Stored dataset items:
____________________
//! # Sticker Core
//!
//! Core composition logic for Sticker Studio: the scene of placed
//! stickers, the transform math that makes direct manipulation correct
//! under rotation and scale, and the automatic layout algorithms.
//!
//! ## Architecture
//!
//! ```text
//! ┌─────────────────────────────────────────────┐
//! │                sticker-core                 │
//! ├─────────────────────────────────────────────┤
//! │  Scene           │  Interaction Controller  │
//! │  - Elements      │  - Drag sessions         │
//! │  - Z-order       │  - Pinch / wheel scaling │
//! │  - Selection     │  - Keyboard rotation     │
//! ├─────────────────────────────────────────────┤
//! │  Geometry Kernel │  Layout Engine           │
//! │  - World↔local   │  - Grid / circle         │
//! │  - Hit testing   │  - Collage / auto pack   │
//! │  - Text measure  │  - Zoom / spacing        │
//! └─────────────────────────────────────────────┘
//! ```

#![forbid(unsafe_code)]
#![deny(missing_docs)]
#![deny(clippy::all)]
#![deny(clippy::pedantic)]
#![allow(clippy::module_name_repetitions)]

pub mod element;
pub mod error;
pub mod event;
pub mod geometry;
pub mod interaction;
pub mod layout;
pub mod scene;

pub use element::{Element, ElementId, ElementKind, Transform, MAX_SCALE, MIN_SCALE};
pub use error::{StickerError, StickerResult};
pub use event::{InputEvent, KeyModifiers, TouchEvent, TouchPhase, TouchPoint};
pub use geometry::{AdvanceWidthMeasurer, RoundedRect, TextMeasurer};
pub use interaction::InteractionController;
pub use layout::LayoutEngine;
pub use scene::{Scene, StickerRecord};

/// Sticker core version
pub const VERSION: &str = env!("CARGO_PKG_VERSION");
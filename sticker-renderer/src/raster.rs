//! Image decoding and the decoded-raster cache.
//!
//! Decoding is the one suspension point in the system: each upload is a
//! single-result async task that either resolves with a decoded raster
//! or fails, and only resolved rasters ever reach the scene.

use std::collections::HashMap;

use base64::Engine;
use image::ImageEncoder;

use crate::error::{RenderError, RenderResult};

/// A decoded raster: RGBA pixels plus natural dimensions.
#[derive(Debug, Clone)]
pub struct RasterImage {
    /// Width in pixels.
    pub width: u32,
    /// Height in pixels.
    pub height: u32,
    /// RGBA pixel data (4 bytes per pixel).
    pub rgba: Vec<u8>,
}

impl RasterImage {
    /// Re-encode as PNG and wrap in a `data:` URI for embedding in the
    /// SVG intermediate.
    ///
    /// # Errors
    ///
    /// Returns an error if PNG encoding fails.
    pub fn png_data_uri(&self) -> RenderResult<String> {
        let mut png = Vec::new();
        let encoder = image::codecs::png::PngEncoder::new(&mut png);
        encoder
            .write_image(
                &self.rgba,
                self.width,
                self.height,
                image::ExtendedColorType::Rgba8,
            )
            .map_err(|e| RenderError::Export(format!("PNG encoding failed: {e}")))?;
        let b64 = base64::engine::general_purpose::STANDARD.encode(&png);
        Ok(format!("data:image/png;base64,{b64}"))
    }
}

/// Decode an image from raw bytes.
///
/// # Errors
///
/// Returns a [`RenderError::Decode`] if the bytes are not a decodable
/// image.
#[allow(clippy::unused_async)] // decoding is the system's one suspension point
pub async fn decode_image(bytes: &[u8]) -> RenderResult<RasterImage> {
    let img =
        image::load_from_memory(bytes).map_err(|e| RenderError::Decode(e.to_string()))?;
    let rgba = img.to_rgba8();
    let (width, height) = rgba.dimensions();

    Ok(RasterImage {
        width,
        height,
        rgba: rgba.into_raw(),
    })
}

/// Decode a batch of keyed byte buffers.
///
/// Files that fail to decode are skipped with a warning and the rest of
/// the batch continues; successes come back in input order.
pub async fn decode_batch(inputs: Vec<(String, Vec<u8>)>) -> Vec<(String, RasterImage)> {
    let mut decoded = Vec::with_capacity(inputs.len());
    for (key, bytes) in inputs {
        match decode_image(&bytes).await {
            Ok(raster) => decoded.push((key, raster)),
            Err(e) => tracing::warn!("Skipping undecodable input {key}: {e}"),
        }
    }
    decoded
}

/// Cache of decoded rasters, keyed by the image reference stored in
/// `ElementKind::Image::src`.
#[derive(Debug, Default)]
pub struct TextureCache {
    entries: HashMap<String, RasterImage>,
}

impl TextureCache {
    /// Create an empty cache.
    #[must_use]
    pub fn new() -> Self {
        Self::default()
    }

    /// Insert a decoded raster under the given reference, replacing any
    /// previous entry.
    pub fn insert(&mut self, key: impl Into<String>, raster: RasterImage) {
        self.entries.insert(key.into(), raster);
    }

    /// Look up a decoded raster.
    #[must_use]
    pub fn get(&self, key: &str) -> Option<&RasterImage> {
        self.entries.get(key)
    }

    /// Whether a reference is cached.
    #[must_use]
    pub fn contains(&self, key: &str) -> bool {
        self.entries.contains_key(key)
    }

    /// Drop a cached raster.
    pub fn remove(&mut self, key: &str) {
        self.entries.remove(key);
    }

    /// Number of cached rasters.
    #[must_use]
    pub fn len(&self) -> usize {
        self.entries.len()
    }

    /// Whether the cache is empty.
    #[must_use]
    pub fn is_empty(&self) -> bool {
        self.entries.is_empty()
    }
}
____________________
EXERCISE INSTRUCTIONS:
The answer must reproduce every record exactly.

RESPONSE TO THIS EXERCISE:
//! # Sticker Core
//!
//! Core composition logic for Sticker Studio: the scene of placed
//! stickers, the transform math that makes direct manipulation correct
//! under rotation and scale, and the automatic layout algorithms.
//!
//! ## Architecture
//!
//! ```text
//! ┌─────────────────────────────────────────────┐
//! │                sticker-core                 │
//! ├─────────────────────────────────────────────┤
//! │  Scene           │  Interaction Controller  │
//! │  - Elements      │  - Drag sessions         │
//! │  - Z-order       │  - Pinch / wheel scaling │
//! │  - Selection     │  - Keyboard rotation     │
//! ├─────────────────────────────────────────────┤
//! │  Geometry Kernel │  Layout Engine           │
//! │  - World↔local   │  - Grid / circle         │
//! │  - Hit testing   │  - Collage / auto pack   │
//! │  - Text measure  │  - Zoom / spacing        │
//! └─────────────────────────────────────────────┘
//! ```

#![forbid(unsafe_code)]
#![deny(missing_docs)]
#![deny(clippy::all)]
#![deny(clippy::pedantic)]
#![allow(clippy::module_name_repetitions)]

pub mod element;
pub mod error;
pub mod event;
pub mod geometry;
pub mod interaction;
pub mod layout;
pub mod scene;

pub use element::{Element, ElementId, ElementKind, Transform, MAX_SCALE, MIN_SCALE};
pub use error::{StickerError, StickerResult};
pub use event::{InputEvent, KeyModifiers, TouchEvent, TouchPhase, TouchPoint};
pub use geometry::{AdvanceWidthMeasurer, RoundedRect, TextMeasurer};
pub use interaction::InteractionController;
pub use layout::LayoutEngine;
pub use scene::{Scene, StickerRecord};

/// Sticker core version
pub const VERSION: &str = env!("CARGO_PKG_VERSION");
filename sticker-renderer/src/raster.rs
//! Image decoding and the decoded-raster cache.
//!
//! Decoding is the one suspension point in the system: each upload is a
//! single-result async task that either resolves with a decoded raster
//! or fails, and only resolved rasters ever reach the scene.

use std::collections::HashMap;

use base64::Engine;
use image::ImageEncoder;

use crate::error::{RenderError, RenderResult};

/// A decoded raster: RGBA pixels plus natural dimensions.
#[derive(Debug, Clone)]
pub struct RasterImage {
    /// Width in pixels.
    pub width: u32,
    /// Height in pixels.
    pub height: u32,
    /// RGBA pixel data (4 bytes per pixel).
    pub rgba: Vec<u8>,
}

impl RasterImage {
    /// Re-encode as PNG and wrap in a `data:` URI for embedding in the
    /// SVG intermediate.
    ///
    /// # Errors
    ///
    /// Returns an error if PNG encoding fails.
    pub fn png_data_uri(&self) -> RenderResult<String> {
        let mut png = Vec::new();
        let encoder = image::codecs::png::PngEncoder::new(&mut png);
        encoder
            .write_image(
                &self.rgba,
                self.width,
                self.height,
                image::ExtendedColorType::Rgba8,
            )
            .map_err(|e| RenderError::Export(format!("PNG encoding failed: {e}")))?;
        let b64 = base64::engine::general_purpose::STANDARD.encode(&png);
        Ok(format!("data:image/png;base64,{b64}"))
    }
}

/// Decode an image from raw bytes.
///
/// # Errors
///
/// Returns a [`RenderError::Decode`] if the bytes are not a decodable
/// image.
#[allow(clippy::unused_async)] // decoding is the system's one suspension point
pub async fn decode_image(bytes: &[u8]) -> RenderResult<RasterImage> {
    let img =
        image::load_from_memory(bytes).map_err(|e| RenderError::Decode(e.to_string()))?;
    let rgba = img.to_rgba8();
    let (width, height) = rgba.dimensions();

    Ok(RasterImage {
        width,
        height,
        rgba: rgba.into_raw(),
    })
}

/// Decode a batch of keyed byte buffers.
///
/// Files that fail to decode are skipped with a warning and the rest of
/// the batch continues; successes come back in input order.
pub async fn decode_batch(inputs: Vec<(String, Vec<u8>)>) -> Vec<(String, RasterImage)> {
    let mut decoded = Vec::with_capacity(inputs.len());
    for (key, bytes) in inputs {
        match decode_image(&bytes).await {
            Ok(raster) => decoded.push((key, raster)),
            Err(e) => tracing::warn!("Skipping undecodable input {key}: {e}"),
        }
    }
    decoded
}

/// Cache of decoded rasters, keyed by the image reference stored in
/// `ElementKind::Image::src`.
#[derive(Debug, Default)]
pub struct TextureCache {
    entries: HashMap<String, RasterImage>,
}

impl TextureCache {
    /// Create an empty cache.
    #[must_use]
    pub fn new() -> Self {
        Self::default()
    }

    /// Insert a decoded raster under the given reference, replacing any
    /// previous entry.
    pub fn insert(&mut self, key: impl Into<String>, raster: RasterImage) {
        self.entries.insert(key.into(), raster);
    }

    /// Look up a decoded raster.
    #[must_use]
    pub fn get(&self, key: &str) -> Option<&RasterImage> {
        self.entries.get(key)
    }

    /// Whether a reference is cached.
    #[must_use]
    pub fn contains(&self, key: &str) -> bool {
        self.entries.contains_key(key)
    }

    /// Drop a cached raster.
    pub fn remove(&mut self, key: &str) {
        self.entries.remove(key);
    }

    /// Number of cached rasters.
    #[must_use]
    pub fn len(&self) -> usize {
        self.entries.len()
    }

    /// Whether the cache is empty.
    #[must_use]
    pub fn is_empty(&self) -> bool {
        self.entries.is_empty()
    }
}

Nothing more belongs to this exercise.